» **Activity**: In full and word for word, give the records again.

☆ ☆ ☆

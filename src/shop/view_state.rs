//! URL-backed view state shared by a search page and its table.
//!
//! The query string (`page`, `searchText`) is the only state shared across
//! concerns, so it is modelled as a versioned value. Every write is a pure
//! `Transition` computed against a specific version; applying a transition
//! computed against an older version is rejected instead of clobbering a
//! newer write. All writes replace the current URL without adding a history
//! entry.

use axum::extract::Query;
use axum::http::Uri;
use serde::{Deserialize, Serialize};

/// Raw query parameters as they appear in the URL.
#[derive(Debug, Clone, Default, Deserialize)]
#[serde(rename_all = "camelCase")]
pub struct ViewQuery {
    pub page: Option<String>,
    pub search_text: Option<String>,
}

#[derive(Debug, Clone, PartialEq, Eq, Serialize)]
#[serde(rename_all = "camelCase")]
pub struct ViewState {
    version: u64,
    /// 1-based page number as shown in the URL.
    page: usize,
    search_text: Option<String>,
}

/// A history-suppressed replacement of the current URL's query string.
#[derive(Debug, Clone, PartialEq, Eq, Serialize)]
#[serde(rename_all = "camelCase")]
pub struct UrlReplace {
    pub query: String,
}

#[derive(Debug, Clone, PartialEq, Eq)]
pub struct Transition {
    based_on: u64,
    next: ViewState,
}

impl Transition {
    pub fn state(&self) -> &ViewState {
        &self.next
    }

    pub fn url(&self) -> UrlReplace {
        UrlReplace {
            query: self.next.to_query_string(),
        }
    }
}

#[derive(Debug, Clone, PartialEq, Eq, thiserror::Error)]
#[error("stale view transition: computed against version {based_on}, current is {current}")]
pub struct StaleTransition {
    pub based_on: u64,
    pub current: u64,
}

impl Default for ViewState {
    fn default() -> Self {
        Self {
            version: 0,
            page: 1,
            search_text: None,
        }
    }
}

impl ViewState {
    pub fn from_query(query: &ViewQuery) -> Self {
        let page = query
            .page
            .as_deref()
            .and_then(|p| p.trim().parse::<usize>().ok())
            .filter(|p| *p >= 1)
            .unwrap_or(1);
        let search_text = query
            .search_text
            .as_deref()
            .map(str::trim)
            .filter(|s| !s.is_empty())
            .map(str::to_string);
        Self {
            version: 0,
            page,
            search_text,
        }
    }

    /// Read the view state from a full URI. Malformed queries yield defaults.
    pub fn from_uri(uri: &Uri) -> Self {
        match Query::<ViewQuery>::try_from_uri(uri) {
            Ok(Query(query)) => Self::from_query(&query),
            Err(_) => Self::default(),
        }
    }

    pub fn version(&self) -> u64 {
        self.version
    }

    pub fn page(&self) -> usize {
        self.page
    }

    /// 0-based page index used by the table.
    pub fn page_index(&self) -> usize {
        self.page - 1
    }

    pub fn search_text(&self) -> Option<&str> {
        self.search_text.as_deref()
    }

    pub fn to_query_string(&self) -> String {
        let mut parts = Vec::new();
        if let Some(text) = &self.search_text {
            parts.push(format!("searchText={}", urlencoding::encode(text)));
        }
        parts.push(format!("page={}", self.page));
        parts.join("&")
    }

    fn transition(&self, page: usize, search_text: Option<String>) -> Transition {
        Transition {
            based_on: self.version,
            next: ViewState {
                version: self.version + 1,
                page,
                search_text,
            },
        }
    }

    pub fn with_page_index(&self, page_index: usize) -> Transition {
        self.transition(page_index + 1, self.search_text.clone())
    }

    /// A new search always starts again on page 1.
    pub fn with_search_text(&self, search_text: Option<&str>) -> Transition {
        let search_text = search_text
            .map(str::trim)
            .filter(|s| !s.is_empty())
            .map(str::to_string);
        self.transition(1, search_text)
    }

    pub fn apply(&mut self, transition: Transition) -> Result<(), StaleTransition> {
        if transition.based_on != self.version {
            return Err(StaleTransition {
                based_on: transition.based_on,
                current: self.version,
            });
        }
        *self = transition.next;
        Ok(())
    }
}

/// Send the view back to page 1 when the current page no longer exists
/// (e.g. after a filter shrank the result set). Page 1 is never corrected.
pub fn correct_page_boundary(state: &ViewState, page_count: usize) -> Option<Transition> {
    let page_index = state.page_index();
    (page_index > 0 && page_count <= page_index).then(|| state.with_page_index(0))
}

#[cfg(test)]
mod tests {
    use super::*;

    fn state(page: &str, search: Option<&str>) -> ViewState {
        ViewState::from_query(&ViewQuery {
            page: Some(page.to_string()),
            search_text: search.map(str::to_string),
        })
    }

    #[test]
    fn test_absent_page_defaults_to_first() {
        let s = ViewState::from_query(&ViewQuery::default());
        assert_eq!(s.page(), 1);
        assert_eq!(s.page_index(), 0);
        assert!(s.search_text().is_none());
    }

    #[test]
    fn test_invalid_page_defaults_to_first() {
        assert_eq!(state("0", None).page(), 1);
        assert_eq!(state("-3", None).page(), 1);
        assert_eq!(state("abc", None).page(), 1);
        assert_eq!(state("4", None).page_index(), 3);
    }

    #[test]
    fn test_blank_search_text_is_absent() {
        assert!(state("1", Some("   ")).search_text().is_none());
        assert_eq!(state("1", Some(" ada ")).search_text(), Some("ada"));
    }

    #[test]
    fn test_from_uri() {
        let uri: Uri = "/tickets?searchText=ada%20l&page=3".parse().unwrap();
        let s = ViewState::from_uri(&uri);
        assert_eq!(s.page(), 3);
        assert_eq!(s.search_text(), Some("ada l"));

        let uri: Uri = "/tickets".parse().unwrap();
        assert_eq!(ViewState::from_uri(&uri), ViewState::default());
    }

    #[test]
    fn test_query_string_encodes_search_text() {
        let s = state("2", Some("a&b c"));
        assert_eq!(s.to_query_string(), "searchText=a%26b%20c&page=2");
        assert_eq!(ViewState::default().to_query_string(), "page=1");
    }

    #[test]
    fn test_transitions_bump_version() {
        let mut s = ViewState::default();
        let t = s.with_page_index(2);
        assert_eq!(t.url().query, "page=3");
        s.apply(t).unwrap();
        assert_eq!(s.page(), 3);
        assert_eq!(s.version(), 1);
    }

    #[test]
    fn test_stale_transition_is_rejected() {
        let mut s = ViewState::default();
        let first = s.with_page_index(1);
        let stale = s.with_page_index(5);
        s.apply(first).unwrap();
        let err = s.apply(stale).unwrap_err();
        assert_eq!(err, StaleTransition { based_on: 0, current: 1 });
        assert_eq!(s.page(), 2);
    }

    #[test]
    fn test_new_search_resets_page() {
        let s = state("4", Some("old"));
        let t = s.with_search_text(Some("new"));
        assert_eq!(t.state().page(), 1);
        assert_eq!(t.state().search_text(), Some("new"));
        assert!(s.with_search_text(None).state().search_text().is_none());
    }

    #[test]
    fn test_boundary_correction() {
        // page 3 (index 2) with only 2 pages left -> back to page 1
        let s = state("3", Some("x"));
        let t = correct_page_boundary(&s, 2).expect("should correct");
        assert_eq!(t.state().page(), 1);
        assert_eq!(t.url().query, "searchText=x&page=1");

        // still in range -> nothing to do
        assert!(correct_page_boundary(&s, 3).is_none());

        // page 1 is never corrected, even with zero pages
        assert!(correct_page_boundary(&state("1", None), 0).is_none());
    }
}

☆ ☆ ☆

» **Written answer**:
filename src/shop/view_state.rs
//! URL-backed view state shared by a search page and its table.
//!
//! The query string (`page`, `searchText`) is the only state shared across
//! concerns, so it is modelled as a versioned value. Every write is a pure
//! `Transition` computed against a specific version; applying a transition
//! computed against an older version is rejected instead of clobbering a
//! newer write. All writes replace the current URL without adding a history
//! entry.

use axum::extract::Query;
use axum::http::Uri;
use serde::{Deserialize, Serialize};

/// Raw query parameters as they appear in the URL.
#[derive(Debug, Clone, Default, Deserialize)]
#[serde(rename_all = "camelCase")]
pub struct ViewQuery {
    pub page: Option<String>,
    pub search_text: Option<String>,
}

#[derive(Debug, Clone, PartialEq, Eq, Serialize)]
#[serde(rename_all = "camelCase")]
pub struct ViewState {
    version: u64,
    /// 1-based page number as shown in the URL.
    page: usize,
    search_text: Option<String>,
}

/// A history-suppressed replacement of the current URL's query string.
#[derive(Debug, Clone, PartialEq, Eq, Serialize)]
#[serde(rename_all = "camelCase")]
pub struct UrlReplace {
    pub query: String,
}

#[derive(Debug, Clone, PartialEq, Eq)]
pub struct Transition {
    based_on: u64,
    next: ViewState,
}

impl Transition {
    pub fn state(&self) -> &ViewState {
        &self.next
    }

    pub fn url(&self) -> UrlReplace {
        UrlReplace {
            query: self.next.to_query_string(),
        }
    }
}

#[derive(Debug, Clone, PartialEq, Eq, thiserror::Error)]
#[error("stale view transition: computed against version {based_on}, current is {current}")]
pub struct StaleTransition {
    pub based_on: u64,
    pub current: u64,
}

impl Default for ViewState {
    fn default() -> Self {
        Self {
            version: 0,
            page: 1,
            search_text: None,
        }
    }
}

impl ViewState {
    pub fn from_query(query: &ViewQuery) -> Self {
        let page = query
            .page
            .as_deref()
            .and_then(|p| p.trim().parse::<usize>().ok())
            .filter(|p| *p >= 1)
            .unwrap_or(1);
        let search_text = query
            .search_text
            .as_deref()
            .map(str::trim)
            .filter(|s| !s.is_empty())
            .map(str::to_string);
        Self {
            version: 0,
            page,
            search_text,
        }
    }

    /// Read the view state from a full URI. Malformed queries yield defaults.
    pub fn from_uri(uri: &Uri) -> Self {
        match Query::<ViewQuery>::try_from_uri(uri) {
            Ok(Query(query)) => Self::from_query(&query),
            Err(_) => Self::default(),
        }
    }

    pub fn version(&self) -> u64 {
        self.version
    }

    pub fn page(&self) -> usize {
        self.page
    }

    /// 0-based page index used by the table.
    pub fn page_index(&self) -> usize {
        self.page - 1
    }

    pub fn search_text(&self) -> Option<&str> {
        self.search_text.as_deref()
    }

    pub fn to_query_string(&self) -> String {
        let mut parts = Vec::new();
        if let Some(text) = &self.search_text {
            parts.push(format!("searchText={}", urlencoding::encode(text)));
        }
        parts.push(format!("page={}", self.page));
        parts.join("&")
    }

    fn transition(&self, page: usize, search_text: Option<String>) -> Transition {
        Transition {
            based_on: self.version,
            next: ViewState {
                version: self.version + 1,
                page,
                search_text,
            },
        }
    }

    pub fn with_page_index(&self, page_index: usize) -> Transition {
        self.transition(page_index + 1, self.search_text.clone())
    }

    /// A new search always starts again on page 1.
    pub fn with_search_text(&self, search_text: Option<&str>) -> Transition {
        let search_text = search_text
            .map(str::trim)
            .filter(|s| !s.is_empty())
            .map(str::to_string);
        self.transition(1, search_text)
    }

    pub fn apply(&mut self, transition: Transition) -> Result<(), StaleTransition> {
        if transition.based_on != self.version {
            return Err(StaleTransition {
                based_on: transition.based_on,
                current: self.version,
            });
        }
        *self = transition.next;
        Ok(())
    }
}

/// Send the view back to page 1 when the current page no longer exists
/// (e.g. after a filter shrank the result set). Page 1 is never corrected.
pub fn correct_page_boundary(state: &ViewState, page_count: usize) -> Option<Transition> {
    let page_index = state.page_index();
    (page_index > 0 && page_count <= page_index).then(|| state.with_page_index(0))
}

#[cfg(test)]
mod tests {
    use super::*;

    fn state(page: &str, search: Option<&str>) -> ViewState {
        ViewState::from_query(&ViewQuery {
            page: Some(page.to_string()),
            search_text: search.map(str::to_string),
        })
    }

    #[test]
    fn test_absent_page_defaults_to_first() {
        let s = ViewState::from_query(&ViewQuery::default());
        assert_eq!(s.page(), 1);
        assert_eq!(s.page_index(), 0);
        assert!(s.search_text().is_none());
    }

    #[test]
    fn test_invalid_page_defaults_to_first() {
        assert_eq!(state("0", None).page(), 1);
        assert_eq!(state("-3", None).page(), 1);
        assert_eq!(state("abc", None).page(), 1);
        assert_eq!(state("4", None).page_index(), 3);
    }

    #[test]
    fn test_blank_search_text_is_absent() {
        assert!(state("1", Some("   ")).search_text().is_none());
        assert_eq!(state("1", Some(" ada ")).search_text(), Some("ada"));
    }

    #[test]
    fn test_from_uri() {
        let uri: Uri = "/tickets?searchText=ada%20l&page=3".parse().unwrap();
        let s = ViewState::from_uri(&uri);
        assert_eq!(s.page(), 3);
        assert_eq!(s.search_text(), Some("ada l"));

        let uri: Uri = "/tickets".parse().unwrap();
        assert_eq!(ViewState::from_uri(&uri), ViewState::default());
    }

    #[test]
    fn test_query_string_encodes_search_text() {
        let s = state("2", Some("a&b c"));
        assert_eq!(s.to_query_string(), "searchText=a%26b%20c&page=2");
        assert_eq!(ViewState::default().to_query_string(), "page=1");
    }

    #[test]
    fn test_transitions_bump_version() {
        let mut s = ViewState::default();
        let t = s.with_page_index(2);
        assert_eq!(t.url().query, "page=3");
        s.apply(t).unwrap();
        assert_eq!(s.page(), 3);
        assert_eq!(s.version(), 1);
    }

    #[test]
    fn test_stale_transition_is_rejected() {
        let mut s = ViewState::default();
        let first = s.with_page_index(1);
        let stale = s.with_page_index(5);
        s.apply(first).unwrap();
        let err = s.apply(stale).unwrap_err();
        assert_eq!(err, StaleTransition { based_on: 0, current: 1 });
        assert_eq!(s.page(), 2);
    }

    #[test]
    fn test_new_search_resets_page() {
        let s = state("4", Some("old"));
        let t = s.with_search_text(Some("new"));
        assert_eq!(t.state().page(), 1);
        assert_eq!(t.state().search_text(), Some("new"));
        assert!(s.with_search_text(None).state().search_text().is_none());
    }

    #[test]
    fn test_boundary_correction() {
        // page 3 (index 2) with only 2 pages left -> back to page 1
        let s = state("3", Some("x"));
        let t = correct_page_boundary(&s, 2).expect("should correct");
        assert_eq!(t.state().page(), 1);
        assert_eq!(t.url().query, "searchText=x&page=1");

        // still in range -> nothing to do
        assert!(correct_page_boundary(&s, 3).is_none());

        // page 1 is never corrected, even with zero pages
        assert!(correct_page_boundary(&state("1", None), 0).is_none());
    }
}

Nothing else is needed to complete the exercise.